Ce n’était pas seulement par sagesse que Valentine Gentillot se réjouissait de l’avenir. Elle chérissait Lorillard, et elle s’extasiait en songeant que désormais nul autre homme que lui ne la toucherait. On ne doit pas s’étonner que Valentine s’illusionnât sur elle-même de si étrange façon. Chacun conçoit le Paradis comme un endroit où l’on se repose. A tout le moins désire-t-on, en général, de faire exactement le contraire de ce qu’on fait actuellement.
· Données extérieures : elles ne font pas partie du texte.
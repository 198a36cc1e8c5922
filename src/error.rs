//! Error types for arb-ledger

use thiserror::Error;

#[derive(Error, Debug, Clone, PartialEq, Eq)]
pub enum LedgerError {
    #[error("Invalid input: {0}")]
    InvalidInput(String),

    #[error("Unauthorized: {0}")]
    Unauthorized(String),

    #[error("Forbidden: {0}")]
    Forbidden(String),

    #[error("Insufficient balance: requested {requested}, available {available}")]
    InsufficientBalance { requested: i64, available: i64 },

    #[error("Not found: {0}")]
    NotFound(String),

    #[error("Invalid settlement transition: {from} -> {to}")]
    InvalidTransition { from: String, to: String },

    #[error("Settlement lease lost for entry {0}")]
    LeaseLost(String),

    #[error("Transient storage failure: {0}")]
    TransientStorage(String),

    #[error("Storage error: {0}")]
    Storage(String),

    #[error("Configuration error: {0}")]
    Config(String),
}

impl LedgerError {
    /// Whether the caller may retry the same request unchanged.
    pub fn is_retryable(&self) -> bool {
        matches!(self, LedgerError::TransientStorage(_))
    }

    /// Stable machine-readable name, used in API error bodies.
    pub fn code(&self) -> &'static str {
        match self {
            LedgerError::InvalidInput(_) => "invalid_input",
            LedgerError::Unauthorized(_) => "unauthorized",
            LedgerError::Forbidden(_) => "forbidden",
            LedgerError::InsufficientBalance { .. } => "insufficient_balance",
            LedgerError::NotFound(_) => "not_found",
            LedgerError::InvalidTransition { .. } => "invalid_transition",
            LedgerError::LeaseLost(_) => "lease_lost",
            LedgerError::TransientStorage(_) => "transient_storage_failure",
            LedgerError::Storage(_) => "storage_error",
            LedgerError::Config(_) => "config_error",
        }
    }
}

impl From<rusqlite::Error> for LedgerError {
    fn from(e: rusqlite::Error) -> Self {
        match &e {
            rusqlite::Error::SqliteFailure(err, _)
                if matches!(
                    err.code,
                    rusqlite::ErrorCode::DatabaseBusy | rusqlite::ErrorCode::DatabaseLocked
                ) =>
            {
                LedgerError::TransientStorage(e.to_string())
            }
            _ => LedgerError::Storage(e.to_string()),
        }
    }
}

impl From<serde_json::Error> for LedgerError {
    fn from(e: serde_json::Error) -> Self {
        LedgerError::Storage(format!("JSON error: {}", e))
    }
}

pub type Result<T> = std::result::Result<T, LedgerError>;
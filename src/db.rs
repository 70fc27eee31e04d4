use std::str::FromStr;

use sqlx::sqlite::{SqliteConnectOptions, SqlitePool, SqlitePoolOptions};

use crate::config::Config;
use crate::utils::error::AppResult;

/// Opens the pool described by `config` and brings the schema up to date.
pub async fn connect(config: &Config) -> AppResult<SqlitePool> {
    let options = SqliteConnectOptions::from_str(&config.database_url)?
        .create_if_missing(true)
        .foreign_keys(true);

    let pool = SqlitePoolOptions::new()
        .max_connections(config.max_connections)
        .connect_with(options)
        .await?;

    migrate(&pool).await?;
    Ok(pool)
}

pub async fn migrate(pool: &SqlitePool) -> AppResult<()> {
    sqlx::migrate!().run(pool).await?;
    tracing::info!("Migrations run successfully");
    Ok(())
}

/// A private, migrated in-memory database. Pinned to a single connection that is
/// never recycled, since every new in-memory connection starts out empty.
pub async fn in_memory_pool() -> AppResult<SqlitePool> {
    let options = SqliteConnectOptions::from_str("sqlite::memory:")?.foreign_keys(true);

    let pool = SqlitePoolOptions::new()
        .max_connections(1)
        .idle_timeout(None)
        .max_lifetime(None)
        .connect_with(options)
        .await?;

    migrate(&pool).await?;
    Ok(pool)
}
Qui se promène songe à rentrer à la maison, le prisonnier voudrait courir les champs, le fonctionnaire souhaite la retraite, le savetier attend le jour où il ne ressemellera plus les chaussures, la jeune fille s’irrite de rester en friche, et la plus grande volupté des courtisanes est peut-être de coucher seules.
Mlle Gentillot n’allait point absolument jusque-là. Mais elle appréciait surtout Fortuné à cause des souvenirs qu’il vivifiait en elle. Dans ses bras, elle oubliait tous les travaux accomplis, elle redevenait la petite fille de jadis, et cette impression l’émouvait autant que la romance la plus sentimentale.